1973 Icelandic Cup

Tournament details
- Country: Iceland

Final positions
- Champions: Fram
- Runners-up: Keflavík

= 1973 Icelandic Cup =

The 1973 Icelandic Cup was the 14th edition of the National Football Cup.

It took place between 13 June 1973 and 13 September 1973, with the final played at Laugardalsvöllur in Reykjavík. The cup was important, as winners qualified for the UEFA Cup Winners' Cup (if a club won both the league and the cup, the defeated finalists would take their place in the Cup Winners' Cup).

Clubs from the 1. Deild entered in the last 16, with clubs from lower tiers entering in the three preliminary rounds. Teams played one-legged matches. In case of a draw, the match was replayed at the opposition's ground.
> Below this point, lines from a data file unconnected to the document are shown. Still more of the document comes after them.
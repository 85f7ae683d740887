//! Command registry and async dispatch.

use std::any::Any;
use std::collections::HashMap;
use std::panic::AssertUnwindSafe;
use std::sync::Arc;
use std::time::{Duration, Instant};

use async_trait::async_trait;
use futures::FutureExt;
use metrics::{counter, histogram};
use serde_json::Value;
use tracing::{debug, error, instrument, warn};

use crate::batch;
use crate::context::RpcContext;
use crate::errors::{self, RpcError};
use crate::types::{RpcRequest, RpcResponse};

/// Trait implemented by every command handler.
#[async_trait]
pub trait MethodHandler: Send + Sync {
    /// Execute the handler. `params` is always a JSON object.
    async fn handle(&self, params: Value, ctx: &RpcContext) -> Result<Value, RpcError>;
}

/// Registry mapping command names to handlers.
pub struct MethodRegistry {
    handlers: HashMap<String, Arc<dyn MethodHandler>>,
    handler_timeout: Duration,
}

impl MethodRegistry {
    /// Default upper bound on a single handler.
    pub const DEFAULT_HANDLER_TIMEOUT: Duration = Duration::from_secs(300);

    /// Requests slower than this are logged at warn.
    const SLOW_REQUEST: Duration = Duration::from_secs(5);

    /// Create an empty registry.
    pub fn new() -> Self {
        Self {
            handlers: HashMap::new(),
            handler_timeout: Self::DEFAULT_HANDLER_TIMEOUT,
        }
    }

    /// Override the handler timeout.
    #[must_use]
    pub fn with_handler_timeout(mut self, timeout: Duration) -> Self {
        self.handler_timeout = timeout;
        self
    }

    /// Register a handler, replacing any previous one under `command`.
    pub fn register(&mut self, command: &str, handler: impl MethodHandler + 'static) {
        let _ = self.handlers.insert(command.to_owned(), Arc::new(handler));
    }

    /// Validate a parsed frame and dispatch it.
    pub async fn dispatch_value(&self, frame: Value, ctx: &RpcContext) -> RpcResponse {
        match RpcRequest::from_value(frame) {
            Ok(request) => self.dispatch(request, ctx).await,
            Err(response) => {
                counter!("rpc_errors_total", "command" => "", "error_type" => errors::MISSING_COMMAND).increment(1);
                response
            }
        }
    }

    /// Dispatch a validated request. `batch_commands` is routed to the
    /// batch executor; everything else is a flat handler lookup.
    pub async fn dispatch(&self, request: RpcRequest, ctx: &RpcContext) -> RpcResponse {
        if request.command == batch::BATCH_COMMAND {
            let start = Instant::now();
            counter!("rpc_requests_total", "command" => batch::BATCH_COMMAND).increment(1);
            let response = batch::execute(self, request, ctx).await;
            if let Some(code) = response.error_code() {
                counter!("rpc_errors_total", "command" => batch::BATCH_COMMAND, "error_type" => code.to_owned()).increment(1);
            }
            record_duration(batch::BATCH_COMMAND, start.elapsed());
            return response;
        }
        self.dispatch_single(request, ctx).await
    }

    /// Dispatch one non-batch request.
    #[instrument(skip_all, fields(command = %request.command, conn_id = ?ctx.connection_id))]
    pub(crate) async fn dispatch_single(&self, request: RpcRequest, ctx: &RpcContext) -> RpcResponse {
        let RpcRequest { id, command, params } = request;
        counter!("rpc_requests_total", "command" => command.clone()).increment(1);

        let Some(handler) = self.handlers.get(&command) else {
            counter!("rpc_errors_total", "command" => command.clone(), "error_type" => errors::UNKNOWN_COMMAND).increment(1);
            debug!("unknown command");
            return RpcResponse::error(
                id,
                errors::UNKNOWN_COMMAND,
                format!("Unknown command: {command}"),
            );
        };

        let start = Instant::now();
        let guarded = AssertUnwindSafe(handler.handle(params, ctx)).catch_unwind();
        let result = tokio::time::timeout(self.handler_timeout, guarded).await;

        let response = match result {
            Ok(Ok(Ok(value))) => RpcResponse::success(id, value),
            Ok(Ok(Err(err))) => {
                counter!("rpc_errors_total", "command" => command.clone(), "error_type" => err.code().to_owned()).increment(1);
                debug!(code = err.code(), error = %err, "handler returned error");
                RpcResponse::from_error_body(id, err.to_error_body())
            }
            Ok(Err(panic)) => {
                counter!("rpc_errors_total", "command" => command.clone(), "error_type" => "panic").increment(1);
                let detail = panic_message(panic.as_ref());
                error!(panic = %detail, "handler panicked");
                RpcResponse::error(
                    id,
                    errors::INTERNAL_ERROR,
                    format!("Internal error in '{command}': {detail}"),
                )
            }
            Err(_elapsed) => {
                counter!("rpc_errors_total", "command" => command.clone(), "error_type" => "timeout").increment(1);
                error!(timeout = ?self.handler_timeout, "handler timed out");
                RpcResponse::error(
                    id,
                    errors::INTERNAL_ERROR,
                    format!("Handler for '{command}' timed out"),
                )
            }
        };

        record_duration(&command, start.elapsed());
        response
    }

    /// All registered command names plus `batch_commands`, sorted.
    pub fn methods(&self) -> Vec<String> {
        let mut names: Vec<String> = self.handlers.keys().cloned().collect();
        names.push(batch::BATCH_COMMAND.to_owned());
        names.sort();
        names.dedup();
        names
    }

    /// Whether `command` can be dispatched.
    pub fn has_method(&self, command: &str) -> bool {
        command == batch::BATCH_COMMAND || self.handlers.contains_key(command)
    }
}

impl Default for MethodRegistry {
    fn default() -> Self {
        Self::new()
    }
}

fn record_duration(command: &str, duration: Duration) {
    histogram!("rpc_request_duration_seconds", "command" => command.to_owned()).record(duration.as_secs_f64());
    if duration >= MethodRegistry::SLOW_REQUEST {
        warn!(command, duration_secs = duration.as_secs_f64(), "slow command");
    }
}

fn panic_message(panic: &(dyn Any + Send)) -> String {
    if let Some(s) = panic.downcast_ref::<&str>() {
        (*s).to_owned()
    } else if let Some(s) = panic.downcast_ref::<String>() {
        s.clone()
    } else {
        "handler panicked".to_owned()
    }
}

#[cfg(test)]
mod tests {
    use super::*;
    use serde_json::json;

    // ── Test handler implementations ────────────────────────────────

    struct EchoHandler;

    #[async_trait]
    impl MethodHandler for EchoHandler {
        async fn handle(&self, params: Value, _ctx: &RpcContext) -> Result<Value, RpcError> {
            Ok(params)
        }
    }

    struct FailHandler;

    #[async_trait]
    impl MethodHandler for FailHandler {
        async fn handle(&self, _params: Value, _ctx: &RpcContext) -> Result<Value, RpcError> {
            Err(RpcError::Custom {
                code: "NODE_NOT_FOUND".into(),
                message: "no such node".into(),
                details: Some(json!({"path": "/root/Missing"})),
            })
        }
    }

    struct PanicHandler;

    #[async_trait]
    impl MethodHandler for PanicHandler {
        async fn handle(&self, _params: Value, _ctx: &RpcContext) -> Result<Value, RpcError> {
            panic!("exploded");
        }
    }

    struct SlowHandler {
        delay: Duration,
    }

    #[async_trait]
    impl MethodHandler for SlowHandler {
        async fn handle(&self, _params: Value, _ctx: &RpcContext) -> Result<Value, RpcError> {
            tokio::time::sleep(self.delay).await;
            Ok(json!("done"))
        }
    }

    fn registry() -> MethodRegistry {
        let mut reg = MethodRegistry::new();
        reg.register("echo", EchoHandler);
        reg.register("fail", FailHandler);
        reg.register("explode", PanicHandler);
        reg
    }

    // ── Tests ───────────────────────────────────────────────────────

    #[tokio::test]
    async fn dispatch_success() {
        let ctx = RpcContext::default();
        let resp = registry()
            .dispatch_value(json!({"id": "r1", "command": "echo", "params": {"x": 1}}), &ctx)
            .await;
        assert!(resp.success);
        assert_eq!(resp.id, json!("r1"));
        assert_eq!(resp.result.unwrap()["x"], 1);
    }

    #[tokio::test]
    async fn id_is_echoed_for_every_scalar_kind() {
        let ctx = RpcContext::default();
        let reg = registry();
        for id in [json!(null), json!(42), json!("abc"), json!(1.5)] {
            let ok = reg.dispatch_value(json!({"id": id, "command": "echo"}), &ctx).await;
            assert_eq!(ok.id, id);
            let unknown = reg.dispatch_value(json!({"id": id, "command": "nope"}), &ctx).await;
            assert_eq!(unknown.id, id);
            let fail = reg.dispatch_value(json!({"id": id, "command": "fail"}), &ctx).await;
            assert_eq!(fail.id, id);
        }
        let missing = reg.dispatch_value(json!({"command": "echo"}), &ctx).await;
        assert!(missing.id.is_null());
    }

    #[tokio::test]
    async fn unknown_command() {
        let ctx = RpcContext::default();
        let resp = registry()
            .dispatch_value(json!({"id": 1, "command": "get_scene_tree"}), &ctx)
            .await;
        assert!(!resp.success);
        let err = resp.error.unwrap();
        assert_eq!(err.code, "UNKNOWN_COMMAND");
        assert!(err.message.contains("get_scene_tree"));
    }

    #[tokio::test]
    async fn missing_command() {
        let ctx = RpcContext::default();
        let resp = registry().dispatch_value(json!({"id": 1, "params": {}}), &ctx).await;
        assert_eq!(resp.error_code(), Some("MISSING_COMMAND"));
    }

    #[tokio::test]
    async fn handler_error_keeps_code_and_details() {
        let ctx = RpcContext::default();
        let resp = registry().dispatch_value(json!({"id": 2, "command": "fail"}), &ctx).await;
        let err = resp.error.unwrap();
        assert_eq!(err.code, "NODE_NOT_FOUND");
        assert_eq!(err.details.unwrap()["path"], "/root/Missing");
        assert!(resp.result.is_none());
    }

    #[tokio::test]
    async fn panic_becomes_internal_error() {
        let ctx = RpcContext::default();
        let reg = registry();
        let resp = reg.dispatch_value(json!({"id": 3, "command": "explode"}), &ctx).await;
        assert_eq!(resp.id, json!(3));
        let err = resp.error.unwrap();
        assert_eq!(err.code, "INTERNAL_ERROR");
        assert!(err.message.contains("exploded"));

        // the registry keeps working afterwards
        let resp = reg.dispatch_value(json!({"id": 4, "command": "echo"}), &ctx).await;
        assert!(resp.success);
    }

    #[tokio::test(start_paused = true)]
    async fn timeout_returns_internal_error() {
        let ctx = RpcContext::default();
        let mut reg = MethodRegistry::new().with_handler_timeout(Duration::from_secs(1));
        reg.register(
            "slow",
            SlowHandler {
                delay: Duration::from_secs(120),
            },
        );
        let resp = reg.dispatch_value(json!({"id": "t", "command": "slow"}), &ctx).await;
        assert_eq!(resp.id, json!("t"));
        let err = resp.error.unwrap();
        assert_eq!(err.code, "INTERNAL_ERROR");
        assert!(err.message.contains("timed out"));
    }

    #[tokio::test]
    async fn fast_handler_unaffected_by_timeout() {
        let ctx = RpcContext::default();
        let mut reg = MethodRegistry::new();
        reg.register(
            "fast",
            SlowHandler {
                delay: Duration::from_millis(1),
            },
        );
        let resp = reg.dispatch_value(json!({"id": 1, "command": "fast"}), &ctx).await;
        assert_eq!(resp.result.unwrap(), "done");
    }

    #[test]
    fn methods_are_sorted_and_include_batch() {
        let mut reg = MethodRegistry::new();
        reg.register("b_cmd", EchoHandler);
        reg.register("a_cmd", EchoHandler);
        assert_eq!(reg.methods(), vec!["a_cmd", "b_cmd", "batch_commands"]);
        assert!(reg.has_method("batch_commands"));
        assert!(reg.has_method("a_cmd"));
        assert!(!reg.has_method("c_cmd"));
    }

    #[tokio::test]
    async fn register_overwrites_previous() {
        let ctx = RpcContext::default();
        let mut reg = MethodRegistry::new();
        reg.register("test", EchoHandler);
        reg.register("test", FailHandler);
        let resp = reg.dispatch_value(json!({"id": 1, "command": "test"}), &ctx).await;
        assert!(!resp.success);
    }
}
Fram Reykjavík won their second Icelandic Cup, beating Keflavík in the final. The club therefore qualified for Europe.

== First round ==

| Team 1 | Team 2 | Result |
|---|---|---|
| Valur Reyðarfjörður | Leiknir Fáskrúðsfjörður | 0–4 |
| þrottur Norðfjörður | Huginn Seyðisfjörður | 3–0 |

== Second round ==

| Team 1 | Team 2 | Result |
|---|---|---|
| Haukar Hafnarfjörður | Víðir Garður | 3–2 |
| Ármann Reykjavík | Hrönn | 12–0 |
| Afturelding Mosfellsbær | UMF Selfoss | 0–3 |
| Stjarnan Garðabær | þrottur Reykjavík | 2–3 |
| Bolungarvík | ÍB Isafjörður | 0–2 |
| Fylkir Reykjavík | UMF Njarðvík | 6–7 |
| Spyrnir | Leiknir Fáskrúðsfjörður | forfeit |
| þrottur Norðfjörður | Austri Eskifjörður | 6–1 |

== Third round ==

- Entry of eight teams from the 2. Deild

| Team 1 | Team 2 | Result |
|---|---|---|
| UMF Grindavík (D2) | UMF Selfoss | 0–4 |
| þrottur Reykjavík | Ármann Reykjavík | 2–1 |
| UMF Skallagrímur (D2) | ÍB Isafjörður | 0–4 |
| Völsungur Húsavík (D2) | KS Sarafjörður (D2) | 2–1 |
| Víkingur Reykjavík (D2) | Reynir Sandgerði (D2) | 9–0 |
| Grótta Seltjarnarnes (D2) | Haukar Hafnarfjörður | 0–3 |
| FH Hafnarfjörður (D2) | UMF Njarðvík | 1–0 |
| þrottur Norðfjörður | Leiknir Fáskrúðsfjörður | 3–2 |

== Fourth round ==

- Entry of eight teams from the 1. Deild

| Team 1 | Team 2 | Result |
|---|---|---|
| FH Hafnarfjörður | þrottur Norðfjörður | 2–0 |
| Fram Reykjavík (D1) | Haukar Hafnarfjörður | 5–1 |
| UMF Selfoss | ÍA Akranes (D1) | 2–3 |
| Völsungur Húsavík | KR Reykjavík (D1) | 2–3 |
| Keflavík (D1) | Breiðablik Kópavogur (D1) | 5–0 |
| Valur Reykjavík (D1) | ÍBV Vestmannaeyjar (D1) | 0–1 |
| ÍB Isafjörður | ÍBA Akureyri (D1) | 1–2 |
| þrottur Reykjavík | Víkingur Reykjavík | 0–2 (replayed after 2–2 draw) |

== Quarter finals ==

| Team 1 | Team 2 | Result |
|---|---|---|
| KR Reykjavík | ÍBV Vestmannaeyjar | 1–2 |
| ÍA Akranes | ÍBA Akureyri | 1–0 (replayed after 2–2 draw) |
| Keflavík | FH Hafnarfjörður (D2) | 2–0 |
| Víkingur Reykjavík (D2) | Fram Reykjavík | 0–3 |

== Semi finals ==

| Team 1 | Team 2 | Result |
|---|---|---|
| Fram Reykjavík | ÍBV Vestmannaeyjar | 4–0 |
| ÍA Akranes | Keflavík | 0–3 |

== Final ==

Fram Reykjavík 2-1 Keflavík
  Fram Reykjavík: Pétursson , Geirsson
  Keflavík: Johannsson

- Fram Reykjavík won their second Icelandic Cup and qualified for the 1974–75 European Cup Winners' Cup.